O verão é uma névoa, portanto
não tem pálpebras nem lágrimas,
em suas tardes de atmosfera mais tênue
é calor, é calor, e nas manhãs
de ar pesado, corporal, viscoso,
é calor, é calor. Com isso basta.

De todos os modos muda as garotas,
ilumina-as, ondula-as, e logo
respira-as e suspira como acordes,
envolve-as em amor, torná-as carne,
pinta-lhes os braços com veias tênues
em cores e luzes suplementares,
abre-lhes decotes para que alguém verta
qualquer olhar, esse poder possessivo.

A vida, que região esplendorosa.
Quem escruta a morte, quem a acaricia?
À forca com isso. Quem pensa nessa
impossível quietude quando é hora
de cada um morder sua fruta,
de usar seu espelho, de gritar seu grito,
de cuspir para os céus, de ir subindo
de dois em dois todas as escadas.

A morte não se apura, sem dúvida
não se apela. Tão pouco se impacienta.
Há tantas mortes como negações.
A morte que desgarra, a que expulsa,
a que embruxa, a que arde, a que esgota,
a que enluta o amor, a que excremento,
a que colhe, a que usa, a que abranda,
a morte do areal, a do pântano,
a do abismo, a da água, a da almofada.

Há tantas mortes como teologias,
mas todas se juntam na espera.
Esta que se aproxima é uma morte só.
Escarnecida, rancorosa, oca,
sua insônia enlouquecida desaba
sobre todos os sonhos, seu delírio
se parece bastante à sanidade.
Morte esbelta e rompente, que incrível
sereia para o Mar dos Suicidas.

Não canta, mas indica, marca, alude,
exibe seus vorazes argumentos,
seus cartazes turísticos, explica
porque é tão milagrosa sua iminência,
porque é tão atrativo seu desastre,
porque tão confortável seu vazio.

Não canta, mas é como se cantasse.
Sua demagogia negra usa pombas,
telegramas e rezas e suspiros,
sonatas para piano, harpas de ferrugem
vitrinas de amor mumificado,
relógios de luxúria que amontoam
segundos e segundos e outras prorrogações.

Não canta, mas é como se cantasse,
seu espanto vendaval silva na espiga,
sua pergunta repica no silêncio,
sua louca confiança exala um réquiem
que é prado e é folhagem e é ameia.

Há que se tornar surdo e mudo e cego,
surdo de amor, de amor emudecido,
cego de amor.
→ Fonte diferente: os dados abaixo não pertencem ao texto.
use crate::core::ani::{self, AniModel, Parameterization};
use crate::core::device::{Device, gpu_available, select_device};
use crate::core::schema::Document;
use crate::engine::batch::Batch;
use crate::engine::config::RunConfig;
use crate::engine::error::{ComputeError, ConfigurationError, EngineError, error_trace};
use crate::engine::optimize::{self, AniCalculator};
use crate::engine::plan::{OptimizationSettings, StepPlan, StepTask, validate_configuration};
use crate::engine::progress::{Progress, ProgressReporter};
use crate::engine::single_point;
use serde_json::{Map, Value, json};
use std::collections::HashMap;
use tracing::{debug, info, instrument, warn};

pub const SINGLE_POINT_ROUTINE: &str = "seamm_ani::single_point";
pub const OPTIMIZATION_ROUTINE: &str = "seamm_ani::optimize";

/// How one workflow step ended.
#[derive(Debug, Clone, PartialEq)]
pub struct StepOutcome {
    pub index: usize,
    pub description: String,
    pub success: bool,
    /// The recorded error trace of a failed step.
    pub error: Option<String>,
}

#[derive(Debug, Clone, PartialEq)]
pub struct ComputeReport {
    pub device: Device,
    pub steps: Vec<StepOutcome>,
}

impl ComputeReport {
    pub fn all_succeeded(&self) -> bool {
        self.steps.iter().all(|s| s.success)
    }
}

/// A validated step with everything it needs to run.
struct PreparedStep {
    plan: StepPlan,
    /// Index into the loaded models.
    model: usize,
    submodels: Vec<usize>,
    batch: Batch,
}

/// Runs every step of `document` in order, recording the outcome on each step and appending
/// results to every configuration.
///
/// All steps and configurations are validated, and every named potential is loaded, before the
/// first evaluation; any such problem is returned as an error and the document is left
/// untouched. Failures during evaluation are recorded on the failing step and the run moves on.
#[instrument(skip_all, name = "compute_workflow")]
pub fn run(
    document: &mut Document,
    config: &RunConfig,
    reporter: &ProgressReporter,
) -> Result<ComputeReport, EngineError> {
    let device = select_device(config.device, gpu_available());
    reporter.report(Progress::Message(format!("Running on the {} device.", device)));

    let (models, prepared) = prepare(document, config)?;
    info!(
        steps = prepared.len(),
        configurations = document.configuration_count(),
        "Workflow validated."
    );

    let mut outcomes = Vec::with_capacity(prepared.len());
    for (index, step) in prepared.iter().enumerate() {
        let description = step.plan.description();
        reporter.report(Progress::StepStart {
            index,
            description: description.clone(),
        });
        info!(step = index, "{}", description);

        let model = &models[step.model];
        let result = match &step.plan.task {
            StepTask::SinglePoint { gradients } => {
                run_single_point(document, config, model, step, *gradients)
            }
            StepTask::Optimization(settings) => {
                run_optimization(document, config, model, step, settings, reporter)
            }
        };

        let workflow_step = &mut document.workflow[index];
        let outcome = match result {
            Ok(()) => {
                workflow_step.record_success();
                StepOutcome {
                    index,
                    description,
                    success: true,
                    error: None,
                }
            }
            Err(e) => {
                let trace = error_trace(&e);
                warn!(step = index, "Step failed: {}", e);
                workflow_step.record_failure(trace.clone());
                StepOutcome {
                    index,
                    description,
                    success: false,
                    error: Some(trace),
                }
            }
        };
        reporter.report(Progress::StepFinish {
            index,
            success: outcome.success,
        });
        outcomes.push(outcome);
    }

    Ok(ComputeReport {
        device,
        steps: outcomes,
    })
}

/// Validates every step and loads each named potential once.
fn prepare(
    document: &Document,
    config: &RunConfig,
) -> Result<(Vec<AniModel>, Vec<PreparedStep>), EngineError> {
    let mut models: Vec<AniModel> = Vec::new();
    let mut loaded: HashMap<Parameterization, usize> = HashMap::new();
    let mut prepared = Vec::with_capacity(document.workflow.len());
    for (index, step) in document.workflow.iter().enumerate() {
        let configuration_error = |source: ConfigurationError| EngineError::Configuration {
            step: index,
            source,
        };

        let plan = StepPlan::from_step(step).map_err(configuration_error)?;
        let parameterization = plan.parameterization;
        for (c, configuration) in document.configurations().enumerate() {
            validate_configuration(configuration, c, parameterization)
                .map_err(configuration_error)?;
        }

        let model = match loaded.get(&parameterization) {
            Some(&model) => model,
            None => {
                let model = ani::load(&config.model_dir, parameterization)
                    .map_err(|e| configuration_error(e.into()))?;
                models.push(model);
                loaded.insert(parameterization, models.len() - 1);
                models.len() - 1
            }
        };
        let submodels = plan
            .submodels
            .resolve(parameterization, models[model].ensemble_size())
            .map_err(configuration_error)?;
        let batch = Batch::from_document(document, parameterization).map_err(configuration_error)?;

        debug!(step = index, %parameterization, submodels = ?submodels, "Step validated.");
        prepared.push(PreparedStep {
            plan,
            model,
            submodels,
            batch,
        });
    }
    Ok((models, prepared))
}

fn provenance(config: &RunConfig, routine: &str) -> Map<String, Value> {
    let mut provenance = Map::new();
    provenance.insert("creator".to_string(), json!(config.creator));
    provenance.insert("version".to_string(), json!(env!("CARGO_PKG_VERSION")));
    provenance.insert("routine".to_string(), json!(routine));
    provenance
}

fn run_single_point(
    document: &mut Document,
    config: &RunConfig,
    model: &AniModel,
    step: &PreparedStep,
    gradients: bool,
) -> Result<(), ComputeError> {
    let results = single_point::evaluate(model, &step.batch, &step.submodels, gradients)?;
    for (configuration, result) in document.configurations_mut().zip(&results) {
        configuration.append_result(provenance(config, SINGLE_POINT_ROUTINE), result.to_record());
    }
    Ok(())
}

fn run_optimization(
    document: &mut Document,
    config: &RunConfig,
    model: &AniModel,
    step: &PreparedStep,
    settings: &OptimizationSettings,
    reporter: &ProgressReporter,
) -> Result<(), ComputeError> {
    let mut records = Vec::with_capacity(step.batch.len());
    for row in 0..step.batch.len() {
        let label = step.batch.label(row).to_string();
        let (species, positions) = step.batch.molecule(row)?;
        let calculator =
            AniCalculator::new(model, species, step.submodels.clone(), label.as_str());

        let result = optimize::optimize(
            &calculator,
            positions,
            settings.minimizer,
            settings.fmax,
            settings.max_steps,
            |n, energy, fmax| {
                reporter.report(Progress::OptimizationStep {
                    configuration: row,
                    step: n,
                    energy,
                    fmax,
                })
            },
        )
        .map_err(|e| ComputeError::Optimization {
            configuration: label.clone(),
            source: Box::new(e),
        })?;

        info!(
            "{}: {} after {} steps, E = {:.6} eV",
            label,
            if result.converged { "converged" } else { "not converged" },
            result.steps,
            result.energy
        );
        records.push(result.to_record());
    }

    for (configuration, record) in document.configurations_mut().zip(records) {
        configuration.append_result(provenance(config, OPTIMIZATION_ROUTINE), record);
    }
    Ok(())
}
use nalgebra::{DMatrix, DVector};
use thiserror::Error;

/// Default CELU `α` of the published ANI networks.
pub const DEFAULT_CELU_ALPHA: f64 = 0.1;

#[derive(Debug, Error, PartialEq, Eq, Clone)]
pub enum NetworkShapeError {
    #[error("Network has no layers")]
    Empty,
    #[error("Layer {layer} has {rows} weight rows but {bias} bias entries")]
    BiasMismatch {
        layer: usize,
        rows: usize,
        bias: usize,
    },
    #[error("Layer {layer} expects {expected} inputs but the previous layer produces {found}")]
    Chain {
        layer: usize,
        expected: usize,
        found: usize,
    },
    #[error("Final layer must produce a single output, found {0}")]
    Output(usize),
}

/// A fully connected layer, `y = W x + b`, with `W` stored as `out × in`.
#[derive(Debug, Clone, PartialEq)]
pub struct Layer {
    pub weights: DMatrix<f64>,
    pub bias: DVector<f64>,
}

/// A per-species atomic network: linear layers with CELU activations between them and a
/// scalar output, the atomic energy contribution in Hartree.
#[derive(Debug, Clone, PartialEq)]
pub struct AtomicNetwork {
    layers: Vec<Layer>,
    alpha: f64,
}

impl AtomicNetwork {
    pub fn new(layers: Vec<Layer>, alpha: f64) -> Result<Self, NetworkShapeError> {
        if layers.is_empty() {
            return Err(NetworkShapeError::Empty);
        }
        for (i, layer) in layers.iter().enumerate() {
            if layer.weights.nrows() != layer.bias.len() {
                return Err(NetworkShapeError::BiasMismatch {
                    layer: i,
                    rows: layer.weights.nrows(),
                    bias: layer.bias.len(),
                });
            }
            if i > 0 {
                let found = layers[i - 1].weights.nrows();
                if layer.weights.ncols() != found {
                    return Err(NetworkShapeError::Chain {
                        layer: i,
                        expected: layer.weights.ncols(),
                        found,
                    });
                }
            }
        }
        let outputs = layers[layers.len() - 1].weights.nrows();
        if outputs != 1 {
            return Err(NetworkShapeError::Output(outputs));
        }
        Ok(Self { layers, alpha })
    }

    pub fn input_width(&self) -> usize {
        self.layers[0].weights.ncols()
    }

    pub fn forward(&self, input: &DVector<f64>) -> f64 {
        let last = self.layers.len() - 1;
        let mut h = input.clone();
        for (i, layer) in self.layers.iter().enumerate() {
            let z = &layer.weights * &h + &layer.bias;
            h = if i < last {
                z.map(|x| celu(x, self.alpha))
            } else {
                z
            };
        }
        h[0]
    }

    /// Returns the output together with its gradient with respect to the input.
    pub fn forward_with_gradient(&self, input: &DVector<f64>) -> (f64, DVector<f64>) {
        let last = self.layers.len() - 1;
        let mut pre_activations = Vec::with_capacity(last);
        let mut h = input.clone();
        for (i, layer) in self.layers.iter().enumerate() {
            let z = &layer.weights * &h + &layer.bias;
            if i < last {
                h = z.map(|x| celu(x, self.alpha));
                pre_activations.push(z);
            } else {
                h = z;
            }
        }
        let output = h[0];

        let mut grad = DVector::from_element(1, 1.0);
        for (i, layer) in self.layers.iter().enumerate().rev() {
            grad = layer.weights.tr_mul(&grad);
            if i > 0 {
                let z = &pre_activations[i - 1];
                grad.component_mul_assign(&z.map(|x| celu_derivative(x, self.alpha)));
            }
        }
        (output, grad)
    }
}

#[inline]
pub fn celu(x: f64, alpha: f64) -> f64 {
    if x > 0.0 {
        x
    } else {
        alpha * ((x / alpha).exp() - 1.0)
    }
}

#[inline]
pub fn celu_derivative(x: f64, alpha: f64) -> f64 {
    if x > 0.0 { 1.0 } else { (x / alpha).exp() }
}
Olfato, gosto e tato
ficam para afastar a morte e para
fundir-se na mulher, nessa onda
que é tempo e língua e braços e pulsar,
essa mulher descanso, mulher relva,
que é pranto e rosto e semeadura e apetite,
essa mulher colheita, mulher signo,
que é paz e alento e cabala e ofegante.

Há que amar com horror para salvar-se,
amanhecer quando os mansos dentes
mordendo, para salvar-se, ou pelo menos
para crer-se a salvo, que é o bastante.
Há que amar sentenciado e sem urgência,
para se salvar, para guarnecer-se
dessa morte que chove gelo e fogo.

Há o céu comum, a alba escândalo
o gozo atriz, o milagroso caos,
a pele abismo, a granada aberta,
a única unidade composta,
a derrota de todas as cautelas.

Há que amar com valor, para salvar-se.
Sem lua, sem nostalgia, sem pretextos.
Há que desperdiçar numa noite
que pode ser mil e uma - o universo
-sem augúrios, sem planos, sem tremores,
sem convênios, sem votos, com esquecimento,
nus corpo e alma, disponíveis
para ser outro e outro rasante ao sonho.

Bendita noite côncava, delícia
de encontrar um abraço à deriva
e entrar nesse enigma, sem astúcia,
e voltar pelo ar ao ar livre,
há que amar com amor, para salvar-se.

Então chegam as contradições
ou seja a razão. O mundo existe
com manchas, sem arar e não há feitiço
nem fé que o desminta ou modifique.

O manancial seca, a árvore cai,
o sangue flui, o ódio torna-se muro,
É meu irmão o verdugo? Esse assassino
e Deus padrasto todo-poderoso,
esse senhor do vômito, esse artífice
da hecatombe, pode ser meu irmão?
Fornecedor de napalm, profeta imbecil,
esse, meu próximo? esse, meu semelhante?
Síndico em todo caso da morte,
argumento e proclamação da ruína,
poder e braço executor. Esterco.

Desta vez não olharei meus passos
senão o contorno triste, calcinado.
Olho a minha sombra que está envelhecendo,
a sombra dos meus que envelhecem.

O mundo existe. Com ou sem seus manes,
com ou sem seu sinal. Existe. Ponto.

O mundo existe com meus ex iguais,
com meus amigos-inimigos,
que já esqueci porque traíram.

Estendo minha mão às vezes e está só,
e está mais só quando não a estendo,
penso nos compradores emboscados
e sinto dor e sinto raiva e sinto
uma reprovação que começa em minhas lealdades,
em minhas confianças sem o menor motivo,
em minha invenção do próximo-meu-aliado.
Nem ainda agora me resigno a crer nele.

Nem todos são assim, nem todos cedem.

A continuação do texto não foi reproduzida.